In den letzten Zeilen der aktuellen BMF-Publikation zur geplanten Steuerreform ist ein kleiner Hinweis, der darauf schließen lässt, dass das Finanzministerium nun auch vom Kryprowährungsboom mitprofitieren will.
Während in der Zusammenfassung nichts davon zu lesen ist, findet sich bei den Details zur Steuerreform folgender Absatz:
Kryptowährungen haben eine faktische Nähe zu Kapitalvermögen entwickelt. Um rechtliche Klarheit zu schaffen, soll im nationalen Recht eine ausdrückliche gesetzliche Regelung zur steuerlichen Behandlung von Kryptowährungen erfolgen. Die Bestimmung soll in die bestehende Systematik der Besteuerung von Kapitalvermögen eingebettet werden.
Bis dato besteht die einhellige Meinung, dass realisierte Kurssteigerungen im Zusammenhang mit Kryptowährungen nach der einjährigen Behaltefrist (Spekulationsfrist) steuerfrei sind.

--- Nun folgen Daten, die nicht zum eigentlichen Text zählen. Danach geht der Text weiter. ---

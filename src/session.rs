// src/session.rs

use lazy_static::lazy_static;
use reqwest::header::{HeaderMap, HeaderValue, ACCEPT, USER_AGENT};
use reqwest::{Client, Response};
use std::time::Duration;
use tokio::time::sleep;

use crate::config;

lazy_static! {
    static ref DEFAULT_HEADERS: HeaderMap = {
        let mut headers = HeaderMap::new();
        headers.insert(USER_AGENT, HeaderValue::from_static(config::USER_AGENT));
        headers.insert(ACCEPT, HeaderValue::from_static(config::ACCEPT));
        headers
    };
}

/// HTTP session shared by the registry fetch and the market-data provider.
///
/// Every request carries the browser user-agent and JSON accept header, and
/// cookies set by one response are sent back on the next.
#[derive(Clone)]
pub struct HttpSession {
    client: Client,
}

impl HttpSession {
    pub fn new() -> Result<Self, reqwest::Error> {
        let client = Client::builder()
            .default_headers(DEFAULT_HEADERS.clone())
            .cookie_store(true)
            .timeout(Duration::from_secs(30))
            .build()?;
        Ok(HttpSession { client })
    }

    pub async fn send_request(&self, url: &str) -> Result<Response, reqwest::Error> {
        self.client.get(url).send().await
    }

    pub async fn send_query(&self, url: &str, query: &[(&str, String)]) -> Result<Response, reqwest::Error> {
        self.client.get(url).query(query).send().await
    }
}

/// Fixed pause taken after every per-ticker fetch.
///
/// The provider publishes no rate limit, so this is a plain blocking delay
/// rather than a token bucket. A zero delay turns it off.
#[derive(Clone, Copy, Debug)]
pub struct RequestThrottle {
    delay: Duration,
}

impl RequestThrottle {
    pub fn new(delay: Duration) -> Self {
        RequestThrottle { delay }
    }

    pub fn disabled() -> Self {
        RequestThrottle::new(Duration::ZERO)
    }

    pub fn delay(&self) -> Duration {
        self.delay
    }

    pub async fn pause(&self) {
        if !self.delay.is_zero() {
            sleep(self.delay).await;
        }
    }
}
// src/history_request.rs

use chrono::NaiveDate;

use crate::ticker_registry::TickerRecord;

/// What to ask the market-data provider for a single ticker.
#[derive(Clone, Debug)]
pub struct HistoryRequest {
    pub symbol: String,
    pub start_date: NaiveDate,
    /// Exclusive.
    pub end_date: NaiveDate,
    pub adjusted: bool,
}

impl HistoryRequest {
    pub fn create_history_requests(
        records: &[TickerRecord],
        start_date: NaiveDate,
        end_date: NaiveDate,
    ) -> Vec<Self> {
        records
            .iter()
            .map(|record| HistoryRequest {
                symbol: record.symbol.clone(),
                start_date,
                end_date,
                adjusted: false,
            })
            .collect()
    }
}
// src/calendar.rs

use chrono::{Datelike, NaiveDate, Weekday};

pub fn is_business_day(date: NaiveDate) -> bool {
    !matches!(date.weekday(), Weekday::Sat | Weekday::Sun)
}

/// Every Monday to Friday between `start` and `end`, both inclusive. Holidays
/// are not excluded.
pub fn business_days(start: NaiveDate, end: NaiveDate) -> Vec<NaiveDate> {
    start
        .iter_days()
        .take_while(|date| *date <= end)
        .filter(|date| is_business_day(*date))
        .collect()
}
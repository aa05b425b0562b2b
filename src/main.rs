// src/main.rs

use tracing::info;
use tracing_subscriber::EnvFilter;
use universe_loader::{HttpSession, Pipeline, PipelineConfig, YahooProvider};

#[tokio::main]
async fn main() -> anyhow::Result<()> {
    tracing_subscriber::fmt()
        .with_env_filter(EnvFilter::try_from_default_env().unwrap_or_else(|_| EnvFilter::new("info")))
        .init();

    let config = PipelineConfig::default();
    let session = HttpSession::new()?;
    let provider = YahooProvider::new(session.clone());

    let report = Pipeline::new(config, provider).run(&session).await?;

    info!(
        "Done: {} registry tickers, {} fetched, {} failed, {} kept, {} sectors",
        report.registry_size,
        report.fetched,
        report.failed.len(),
        report.table.symbols().len(),
        report.sectors.shares.len()
    );
    Ok(())
}
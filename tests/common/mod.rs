// tests/common/mod.rs

#![allow(dead_code)]

use async_trait::async_trait;
use chrono::NaiveDate;
use std::collections::HashMap;
use std::sync::Mutex;
use universe_loader::{FetchError, HistoryRequest, MarketDataProvider, PricePoint, PriceSeries, TickerData, TickerRecord};

pub fn date(s: &str) -> NaiveDate {
    NaiveDate::parse_from_str(s, "%Y-%m-%d").unwrap()
}

pub fn series(symbol: &str, points: &[(&str, f64)]) -> PriceSeries {
    PriceSeries::new(
        symbol,
        points
            .iter()
            .map(|(d, close)| PricePoint { date: date(d), close: *close })
            .collect(),
    )
}

pub fn record(cik: u64, symbol: &str) -> TickerRecord {
    TickerRecord {
        cik,
        symbol: symbol.to_string(),
        company_name: format!("{} Inc.", symbol),
    }
}

/// Serves canned data; symbols without an entry fail like an unknown ticker.
#[derive(Default)]
pub struct StubProvider {
    data: HashMap<String, (Option<String>, PriceSeries)>,
    failing: Vec<String>,
    pub calls: Mutex<Vec<String>>,
}

impl StubProvider {
    pub fn with(mut self, symbol: &str, sector: Option<&str>, points: &[(&str, f64)]) -> Self {
        self.data
            .insert(symbol.to_string(), (sector.map(str::to_string), series(symbol, points)));
        self
    }

    pub fn failing(mut self, symbol: &str) -> Self {
        self.failing.push(symbol.to_string());
        self
    }

    pub fn calls(&self) -> Vec<String> {
        self.calls.lock().unwrap().clone()
    }
}

#[async_trait]
impl MarketDataProvider for StubProvider {
    async fn fetch(&self, request: &HistoryRequest) -> Result<TickerData, FetchError> {
        self.calls.lock().unwrap().push(request.symbol.clone());

        if self.failing.contains(&request.symbol) {
            return Err(FetchError::Provider(format!("simulated outage for {}", request.symbol)));
        }
        match self.data.get(&request.symbol) {
            Some((sector, prices)) => Ok(TickerData {
                symbol: request.symbol.clone(),
                sector: sector.clone(),
                prices: prices.clone(),
            }),
            None => Err(FetchError::SymbolNotFound {
                symbol: request.symbol.clone(),
            }),
        }
    }
}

Gemäß der aktuellen Publikation sollen Kursgewinne für Kryptowährungen zukünftig nicht mehr gemäß dem Spekulationstatbestand, sondern gemäß dem Regime der Kapitaleinkünfte besteuert werden. Dies bedeutet eine ewige Steuerpflicht von Kursgewinnen mit 27,5%.
Aktuell kann noch nicht gesagt werden, wie die Reform umgesetzt wird. Da allerdings von einer "Klarstellung" die Rede ist, ist eine rückwirkende Besteuerung von jetzt realisierten Kurststeigerungen ebenfalls nicht auszuschliessen. Insofern hohe Kurssteigerungen noch nicht realisiert wurden, kann ein kurzfristiger Verkauf jedoch Sinn machen.